Stop doing that, God.

Stop doing that, God.

Texas.  We’ve written about it.  We’ve laughed about it.  Just like the Niceans (people from Nice, France) make the Parisians (people from…fuck that, you should know where they’re from) seem like a friendly, and altogether, warm bunch of people, Texas makes the rest of America seem logical and civilized.

Books are a common sight in classrooms around the nation,  but the Bible is one book that is not. Come this fall, a Texas law says all public schools must offer information relating to the Bible in their curriculum.

What. the. fuck.

This has gained mixed reactions from East Texans.  ”I think it is a good thing because a lot of kids don’t have that experience, and they already want to take prayer out of school as it is– and you see where our kids are ending up!” said Tyler resident Laura Tucker.

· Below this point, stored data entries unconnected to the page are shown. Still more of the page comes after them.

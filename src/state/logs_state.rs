//! The consolidated explore-view snapshot and its partial patches.
//!
//! `LogsState` is pure data. Transitions never mutate it; they return a
//! [`StatePatch`] naming the top-level sections they replace, and the
//! [`Store`](crate::state::Store) merges the patch section by section.

use crate::model::{
    Field, FixedDuration, LogRecord, StreamSchema, TimeRange, DEFAULT_FIXED_DURATION,
    DEFAULT_SORT_KEY,
};
use crate::pipeline::{ColumnFilters, SortOrder};
use chrono::{DateTime, Utc};
use indexmap::IndexSet;

// ===== StoreDefaults =====

/// Values a fresh (or freshly cleaned) store starts from.
#[derive(Debug, Clone, PartialEq, Eq)]
pub struct StoreDefaults {
    /// Rows per page.
    pub per_page: usize,
    /// Preset for the initial rolling window.
    pub duration: FixedDuration,
    /// Initial sort column.
    pub sort_key: String,
    /// Initial sort direction.
    pub sort_order: SortOrder,
}

impl Default for StoreDefaults {
    fn default() -> Self {
        Self {
            per_page: 30,
            duration: DEFAULT_FIXED_DURATION,
            sort_key: DEFAULT_SORT_KEY.to_string(),
            sort_order: SortOrder::Desc,
        }
    }
}

// ===== Sections =====

/// Active sort of the quick-filter bar.
#[derive(Debug, Clone, PartialEq, Eq)]
pub struct SortSpec {
    /// Column.
    pub key: String,
    /// Direction.
    pub order: SortOrder,
}

/// Filter-pill state: free text plus per-column membership filters.
#[derive(Debug, Clone, PartialEq, Eq)]
pub struct QuickFilters {
    /// Free-text search box.
    pub search: String,
    /// Column membership filters (mirrors the table pipeline criteria).
    pub filters: ColumnFilters,
    /// Active sort.
    pub sort: SortSpec,
}

impl QuickFilters {
    fn from_defaults(defaults: &StoreDefaults) -> Self {
        Self {
            search: String::new(),
            filters: ColumnFilters::new(),
            sort: SortSpec {
                key: defaults.sort_key.clone(),
                order: defaults.sort_order,
            },
        }
    }
}

/// Live-tail transport status.
#[derive(Debug, Clone, Copy, PartialEq, Eq, Default)]
pub enum LiveTailStatus {
    /// Receiving events.
    Streaming,
    /// Stopped by the user.
    Stopped,
    /// Aborted by the transport.
    Abort,
    /// Connecting / fetching the first batch.
    Fetch,
    /// Never started.
    #[default]
    Idle,
}

/// Live-tail mode state. Independent of [`QuickFilters`].
#[derive(Debug, Clone, PartialEq, Eq, Default)]
pub struct LiveTailConfig {
    /// Transport status.
    pub status: LiveTailStatus,
    /// Columns of the tailed stream.
    pub schema: Vec<Field>,
    /// Free-text search value.
    pub search_value: String,
    /// Column the search value applies to.
    pub search_field: String,
}

/// Query entry mode.
#[derive(Debug, Clone, Copy, PartialEq, Eq, Default)]
pub enum QueryMode {
    /// Filter builder.
    #[default]
    Filters,
    /// Raw SQL.
    Sql,
}

/// Custom query (builder / SQL) state.
///
/// `is_active` and `show_builder` are never both true. `active_mode` stays
/// `None` until a query has been applied at least once.
#[derive(Debug, Clone, PartialEq, Eq, Default)]
pub struct CustomQueryState {
    /// Builder panel open.
    pub show_builder: bool,
    /// A committed custom query drives the displayed data.
    pub is_active: bool,
    /// Query text.
    pub raw_query: String,
    /// Editor tab currently shown.
    pub view_mode: QueryMode,
    /// Mode of the last applied query.
    pub active_mode: Option<QueryMode>,
    /// Saved filter the query was loaded from, if any.
    pub saved_filter_id: Option<String>,
    /// Inline validation message.
    pub error: Option<String>,
}

/// Modal visibility flags.
#[derive(Debug, Clone, Copy, PartialEq, Eq, Default)]
pub struct ModalOpts {
    /// Delete-stream confirmation.
    pub delete_open: bool,
    /// Alerts editor.
    pub alerts_open: bool,
    /// Retention editor.
    pub retention_open: bool,
    /// Save-filter form.
    pub save_filter_open: bool,
}

/// Table layout, pagination and pipeline criteria.
///
/// `page_data` is always the `current_page` slice of the derived dataset and
/// `total_pages == ceil(derived.len() / per_page)`.
#[derive(Debug, Clone, PartialEq)]
pub struct TableOpts {
    /// Hidden columns.
    pub disabled_columns: IndexSet<String>,
    /// Pinned columns, in pin order.
    pub pinned_columns: IndexSet<String>,
    /// Rows of the current page.
    pub page_data: Vec<LogRecord>,
    /// Page count of the derived dataset.
    pub total_pages: usize,
    /// Total matching rows reported by the backend.
    pub total_count: usize,
    /// Size of the derived dataset.
    pub displayed_count: usize,
    /// 1-indexed page; 0 while there is nothing to show.
    pub current_page: usize,
    /// Rows per page (> 0).
    pub per_page: usize,
    /// Fetch offset for server-side paging.
    pub current_offset: usize,
    /// Column headers.
    pub headers: Vec<String>,
    /// Pipeline sort column.
    pub sort_key: String,
    /// Pipeline sort direction.
    pub sort_order: SortOrder,
    /// Pipeline membership filters.
    pub filters: ColumnFilters,
    /// Inline validation message for paging controls.
    pub page_error: Option<String>,
}

impl TableOpts {
    fn from_defaults(defaults: &StoreDefaults) -> Self {
        Self {
            disabled_columns: IndexSet::new(),
            pinned_columns: IndexSet::new(),
            page_data: Vec::new(),
            total_pages: 0,
            total_count: 0,
            displayed_count: 0,
            current_page: 0,
            per_page: defaults.per_page,
            current_offset: 0,
            headers: Vec::new(),
            sort_key: defaults.sort_key.clone(),
            sort_order: defaults.sort_order,
            filters: ColumnFilters::new(),
            page_error: None,
        }
    }
}

/// Canonical and derived datasets.
#[derive(Debug, Clone, PartialEq, Default)]
pub struct DataState {
    /// Canonical dataset, exactly as fetched.
    pub raw: Vec<LogRecord>,
    /// Derived dataset (filtered + sorted).
    pub filtered: Vec<LogRecord>,
    /// Schema of the selected stream.
    pub schema: Option<StreamSchema>,
    /// Last fetch failure, shown with a retry affordance.
    pub fetch_error: Option<String>,
}

// ===== LogsState =====

/// Root snapshot of one explore view.
#[derive(Debug, Clone, PartialEq)]
pub struct LogsState {
    /// Query window.
    pub time_range: TimeRange,
    /// Filter pills.
    pub quick_filters: QuickFilters,
    /// Live-tail mode.
    pub live_tail: LiveTailConfig,
    /// Auto-refresh period in milliseconds, driven externally.
    pub refresh_interval: Option<u64>,
    /// Record opened in the detail panel.
    pub selected_log: Option<LogRecord>,
    /// Custom query mode.
    pub custom_query: CustomQueryState,
    /// Modal flags.
    pub modal_opts: ModalOpts,
    /// Table layout and pagination.
    pub table_opts: TableOpts,
    /// Datasets.
    pub data: DataState,
}

impl LogsState {
    /// The documented default state, with the rolling window ending at `now`.
    pub fn initial(defaults: &StoreDefaults, now: DateTime<Utc>) -> Self {
        Self {
            time_range: TimeRange::rolling(defaults.duration, now),
            quick_filters: QuickFilters::from_defaults(defaults),
            live_tail: LiveTailConfig::default(),
            refresh_interval: None,
            selected_log: None,
            custom_query: CustomQueryState::default(),
            modal_opts: ModalOpts::default(),
            table_opts: TableOpts::from_defaults(defaults),
            data: DataState::default(),
        }
    }

    /// Merge a patch, replacing each section it carries.
    pub fn apply(&mut self, patch: StatePatch) {
        let StatePatch {
            time_range,
            quick_filters,
            live_tail,
            refresh_interval,
            selected_log,
            custom_query,
            modal_opts,
            table_opts,
            data,
        } = patch;

        if let Some(v) = time_range {
            self.time_range = v;
        }
        if let Some(v) = quick_filters {
            self.quick_filters = v;
        }
        if let Some(v) = live_tail {
            self.live_tail = v;
        }
        if let Some(v) = refresh_interval {
            self.refresh_interval = v;
        }
        if let Some(v) = selected_log {
            self.selected_log = v;
        }
        if let Some(v) = custom_query {
            self.custom_query = v;
        }
        if let Some(v) = modal_opts {
            self.modal_opts = v;
        }
        if let Some(v) = table_opts {
            self.table_opts = v;
        }
        if let Some(v) = data {
            self.data = v;
        }
    }

    /// Copy of `self` with `patch` merged.
    pub fn patched(&self, patch: StatePatch) -> Self {
        let mut next = self.clone();
        next.apply(patch);
        next
    }
}

// ===== StatePatch =====

/// Partial state produced by a transition.
///
/// `None` leaves a section untouched. For the nullable sections the outer
/// `Option` means "present in the patch" and the inner one is the new value.
#[derive(Debug, Clone, PartialEq, Default)]
pub struct StatePatch {
    /// Replacement time range.
    pub time_range: Option<TimeRange>,
    /// Replacement quick filters.
    pub quick_filters: Option<QuickFilters>,
    /// Replacement live-tail config.
    pub live_tail: Option<LiveTailConfig>,
    /// Replacement refresh interval.
    pub refresh_interval: Option<Option<u64>>,
    /// Replacement selected record.
    pub selected_log: Option<Option<LogRecord>>,
    /// Replacement custom query state.
    pub custom_query: Option<CustomQueryState>,
    /// Replacement modal flags.
    pub modal_opts: Option<ModalOpts>,
    /// Replacement table opts.
    pub table_opts: Option<TableOpts>,
    /// Replacement datasets.
    pub data: Option<DataState>,
}

impl StatePatch {
    /// A patch that changes nothing.
    pub fn none() -> Self {
        Self::default()
    }

    /// A patch replacing every section with those of `state`.
    pub fn full(state: LogsState) -> Self {
        Self {
            time_range: Some(state.time_range),
            quick_filters: Some(state.quick_filters),
            live_tail: Some(state.live_tail),
            refresh_interval: Some(state.refresh_interval),
            selected_log: Some(state.selected_log),
            custom_query: Some(state.custom_query),
            modal_opts: Some(state.modal_opts),
            table_opts: Some(state.table_opts),
            data: Some(state.data),
        }
    }

    /// Whether the patch carries no section.
    pub fn is_empty(&self) -> bool {
        self.sections().is_empty()
    }

    /// Combine two patches; sections in `later` win.
    pub fn merge(self, later: StatePatch) -> StatePatch {
        StatePatch {
            time_range: later.time_range.or(self.time_range),
            quick_filters: later.quick_filters.or(self.quick_filters),
            live_tail: later.live_tail.or(self.live_tail),
            refresh_interval: later.refresh_interval.or(self.refresh_interval),
            selected_log: later.selected_log.or(self.selected_log),
            custom_query: later.custom_query.or(self.custom_query),
            modal_opts: later.modal_opts.or(self.modal_opts),
            table_opts: later.table_opts.or(self.table_opts),
            data: later.data.or(self.data),
        }
    }

    /// Names of the sections present, for logging.
    pub fn sections(&self) -> Vec<&'static str> {
        let mut names = Vec::new();
        if self.time_range.is_some() {
            names.push("time_range");
        }
        if self.quick_filters.is_some() {
            names.push("quick_filters");
        }
        if self.live_tail.is_some() {
            names.push("live_tail");
        }
        if self.refresh_interval.is_some() {
            names.push("refresh_interval");
        }
        if self.selected_log.is_some() {
            names.push("selected_log");
        }
        if self.custom_query.is_some() {
            names.push("custom_query");
        }
        if self.modal_opts.is_some() {
            names.push("modal_opts");
        }
        if self.table_opts.is_some() {
            names.push("table_opts");
        }
        if self.data.is_some() {
            names.push("data");
        }
        names
    }
}

/// Full reset on stream change: the documented default state, whatever came before.
pub fn stream_change_cleanup(
    _state: &LogsState,
    defaults: &StoreDefaults,
    now: DateTime<Utc>,
) -> StatePatch {
    StatePatch::full(LogsState::initial(defaults, now))
}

Laura, I wish Thomas Jefferson was here so you could bring this gripe to him and I wish I could be sitting there as he punched you in the face.  You see where our kids are ending up? How about you try parenting to keep your idiot kid in order instead of relying on the power of prayer?

Dear Mexico: People don’t give you enough credit for throwing the war with Texas and leaving us a heaping pile of political and intellectual shit.  Touche.